There is something special about me when I dance. The princess of this beautiful kingdom saw it in me. So I dance… I dance for her.

No, I don’t dance when there’s a festival or a cheerful kingdom carnival. I don’t even dance for the royal ball or when the princess needs to be entertained. I only dance when darkness falls.

Every once in a while, the kingdom will be cloaked with a dark presence. And when that dark presence swallows the kingdom whole, life ceases to exist. Every soul would shut their doors and lock their windows, every flower eager to bloom would wither away, and the warm sun and fluffy white clouds would be absent from sight. What was once a lively gathering of laughter and cheers now becomes a grim manifestation of death.

Before my arrival, the kingdom fallen into this dark hole would suffer for weeks before light would reappear. It is said that the princess had tried many ways to rid her kingdom of the darkness, but all her efforts had failed. She was very ready to give up, but when she saw me, a spark of hope twinkled in her eyes. “You’re special,” she said, so certain and so happy to have me by her side.

The princess was convinced that I would be able to chase the darkness away, and despite my own lack of confidence, I decided to try and help her. So, on one dark and scary evening, I danced my first dance.

I was never taught on how to dance, I just know. It is something my body does so naturally and effortlessly, I don’t even need to think about my next move. But when I was sent to the dark streets for the first time, I was too terrified to make a move.

The buildings around me towered above my head, seemingly leaning in as though about to collapse on my fragile state. The vines that wrapped around the mouldy brick walls twisted to form hideous faces that looked down on me menacingly. The air was cold and heavy, clutching onto my bones like a skin to my body. And the dead silence… the dead silence gave room for strange and terrifying thoughts to fill up my mind.

I stood on that street for a very long time, not daring to move a muscle. The little light that came from the candles behind the closed windows was not enough to guide my path. I was scared and I found the task too daunting. I was tempted to run away and hide, but the princess stopped me with her pleas.

“Help me, Ballerina. Help me chase the darkness away,” the princess said. Her voice was so sad and desperate; a voice that should not be heard from an innocent child.

Knowing how much it would mean to her, I gathered the little courage I had and took my first step. One step forward, a shallow bow, another step forward with a gentle hop. It did not get any easier, so I shut my eyes and listened to the melody inside my head. The soft melody that was drowning in the sea of horrifying words was hard to focus on, but as I kept on moving, the soothing sound that drifted in my head swept everything away.

I found it easier to dance as my imagination guided my every move. I imagined the prickling vines to shrivel up, the brick buildings to be coated in red again, the flowers to breathe in new life and bloom with bright colours, the butterflies to flutter along my side, the dark sky to flee at the sight of the sun, and the warmth of day to melt the coldness away. I imagined the doors and windows to swing open as people entered the streets with smiles on their faces, the children to run with their friends and their yappy dogs, and the marble fountain in the courtyard to burst with fresh and clear water.
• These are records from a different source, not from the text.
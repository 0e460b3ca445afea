//! Asymptotic large-|z| evaluation
//!
//! For |z| large relative to the parameters, 1F1 is governed by its
//! exponential asymptotics (DLMF §13.7.2):
//!
//! - z → +∞: `M(a,b,z) ~ Γ(b)/Γ(a) e^z z^(a-b) 2F0(b-a, 1-a; ; 1/z)`
//! - z → -∞: `M(a,b,z) ~ Γ(b)/Γ(b-a) (-z)^(-a) 2F0(a, a-b+1; ; -1/z)`
//!
//! The 2F0 series is divergent; summation succeeds only while the
//! terms decrease, which the divergent-series driver enforces. Failure
//! here is soft: the dispatcher restores its saved log-scale and moves
//! on to the next candidate method.

use crate::core::error::EvalError;
use crate::core::policy::Policy;
use crate::core::traits::MathScalar;
use crate::math::gamma::ln_gamma_with_sign;
use crate::math::series::{sum_divergent_series, Series2F0};

/// True when (a, b, z) sits where the asymptotic expansion can reach
/// full precision: |a| and |b| small relative to |z|, and |z| deep
/// enough that the superasymptotic minimum term is below epsilon.
pub(crate) fn asym_region<T: MathScalar>(a: T, b: T, z: T, policy: &Policy<T>) -> bool {
    let absa = a.abs();
    let absb = b.abs();
    let absz = z.abs();

    let in_region = (absa < T::constant(0.001) * absz && absb < T::constant(0.001) * absz)
        || (absa < T::constant(0.01) * absz
            && absb < T::constant(0.01) * absz
            && absz > T::constant(100.0))
        || (absa < T::constant(0.1) * absz
            && absb < T::constant(0.1) * absz
            && absz > T::constant(1000.0));

    // The smallest 2F0 term is ~e^(-|z|); it must undercut epsilon.
    in_region && absz > -policy.epsilon.ln() + T::constant(10.0)
}

/// Asymptotic large-|z| series with the scale credited to `log_scale`.
///
/// Fails (softly) with [`EvalError::DidNotConverge`] when the
/// asymptotic terms cease to decrease before reaching epsilon, and when
/// a gamma pole makes the leading term degenerate.
pub(crate) fn hypergeometric_1f1_asym_large_z<T: MathScalar>(
    a: T,
    b: T,
    z: T,
    policy: &Policy<T>,
    log_scale: &mut i64,
) -> Result<T, EvalError> {
    let one = T::one();

    let (ln_prefix, sign, series) = if z > T::zero() {
        let Some((ln_gamma_b, sign_b)) = ln_gamma_with_sign(b) else {
            return Err(EvalError::DidNotConverge { iterations: 0 });
        };
        let Some((ln_gamma_a, sign_a)) = ln_gamma_with_sign(a) else {
            // 1/Γ(a) = 0: the dominant term vanishes and this
            // expansion says nothing useful; let another method run.
            return Err(EvalError::DidNotConverge { iterations: 0 });
        };
        (
            ln_gamma_b - ln_gamma_a + z + (a - b) * z.ln(),
            sign_b * sign_a,
            Series2F0::new(b - a, one - a, one / z),
        )
    } else {
        let Some((ln_gamma_b, sign_b)) = ln_gamma_with_sign(b) else {
            return Err(EvalError::DidNotConverge { iterations: 0 });
        };
        let Some((ln_gamma_ba, sign_ba)) = ln_gamma_with_sign(b - a) else {
            return Err(EvalError::DidNotConverge { iterations: 0 });
        };
        (
            ln_gamma_b - ln_gamma_ba - a * (-z).ln(),
            sign_b * sign_ba,
            Series2F0::new(a, a - b + one, -one / z),
        )
    };

    let series_sum = sum_divergent_series(series, policy)?;

    let credit = ln_prefix.itrunc();
    *log_scale += credit;
    Ok(sign * (ln_prefix - T::from_shift(credit)).exp() * series_sum)
}

#[cfg(test)]
mod tests {
    use super::*;
    use crate::core::policy::Scaled;

    fn policy() -> Policy<f64> {
        Policy::default()
    }

    #[test]
    fn region_bands() {
        let p = policy();
        assert!(asym_region(0.01, 0.02, 60.0, &p));
        assert!(asym_region(0.5, 0.9, 150.0, &p));
        assert!(asym_region(50.0, 80.0, 2000.0, &p));
        // Parameters too large for the band.
        assert!(!asym_region(30.0, 2.0, 150.0, &p));
        // |z| too shallow for the superasymptotic minimum.
        assert!(!asym_region(0.001, 0.001, 20.0, &p));
    }

    #[test]
    fn positive_z_matches_closed_form() {
        // M(1, 2, z) = (e^z - 1)/z ~ e^z / z for large z.
        let p = policy();
        let mut scale = 0i64;
        let value = hypergeometric_1f1_asym_large_z(1.0, 2.0, 200.0, &p, &mut scale).unwrap();
        let result = Scaled::new(value, scale)
            .collapse(&Policy {
                overflow: crate::core::policy::OverflowBehavior::Ignore,
                ..p
            })
            .unwrap();
        let expected = (200.0_f64.exp() - 1.0) / 200.0;
        assert!((result - expected).abs() < 1e-12 * expected);
    }

    #[test]
    fn negative_z_matches_closed_form() {
        // M(1, 2, z) = (e^z - 1)/z -> -1/z as z -> -inf.
        let p = policy();
        let mut scale = 0i64;
        let value = hypergeometric_1f1_asym_large_z(1.0, 2.0, -500.0, &p, &mut scale).unwrap();
        let result = Scaled::new(value, scale).collapse(&p).unwrap();
        let expected = (f64::exp(-500.0) - 1.0) / -500.0;
        assert!((result - expected).abs() < 1e-13 * expected);
    }

    #[test]
    fn negative_z_bessel_identity() {
        // M(1/2, 1, z) = e^(z/2) I_0(z/2); at z = -400 the Hankel
        // expansion of I_0 provides an independent reference.
        let p = policy();
        let mut scale = 0i64;
        let value = hypergeometric_1f1_asym_large_z(0.5, 1.0, -400.0, &p, &mut scale).unwrap();
        let result = Scaled::new(value, scale).collapse(&p).unwrap();
        let y = 200.0_f64;
        let reference = (1.0 / (2.0 * std::f64::consts::PI * y).sqrt())
            * (1.0 + 1.0 / (8.0 * y) + 9.0 / (128.0 * y * y));
        assert!((result - reference).abs() < 5e-8 * reference);
    }

    #[test]
    fn shallow_z_soft_fails() {
        // Terms stop shrinking long before epsilon at |z| = 6 (with
        // b - a chosen non-integer so the 2F0 does not terminate).
        let p = policy();
        let mut scale = 0i64;
        let err = hypergeometric_1f1_asym_large_z(2.5, 1.7, 6.0, &p, &mut scale).unwrap_err();
        assert!(err.is_soft());
    }
}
Everything I imagined I saw so clearly in my head, it felt so real but I dared not stop. I kept moving until I heard the princess’ voice again.

“Thank you, Ballerina,” the princess said. Her voice was no longer coated with fear and she sounded happy; a voice every child should have.

You’re welcome, I said silently, as the melody and my feet stopped moving.

When I opened my eyes, I saw the princess staring at me with a big smile on her face. She held the music box I called home in her hands, and hesitated to close me in. I knew she was tempted to wind me up again and watch me dance, but the princess wanted to save my magic. So after what seemed like a very long time, she whispered another thank you and gently shut my box.

I danced, and I’ll dance for her again.

____________________________________________________________________________________________

Chasing the big things in life is what all of us have our hearts set on. We want to reach for the stars, climb the mountains, and sail mighty ships. Our focus is always on the ‘big’ that we tend to overlook or push aside the ‘small’. But small does not mean less significant, in fact, some small actions go a long way. As we strive to achieve greatness, let’s not forget to do the small things too; lend an ear to a friend, give a child a hug, or feed a stray dog. Our small actions can make a difference, just like the small ballerina in her music box.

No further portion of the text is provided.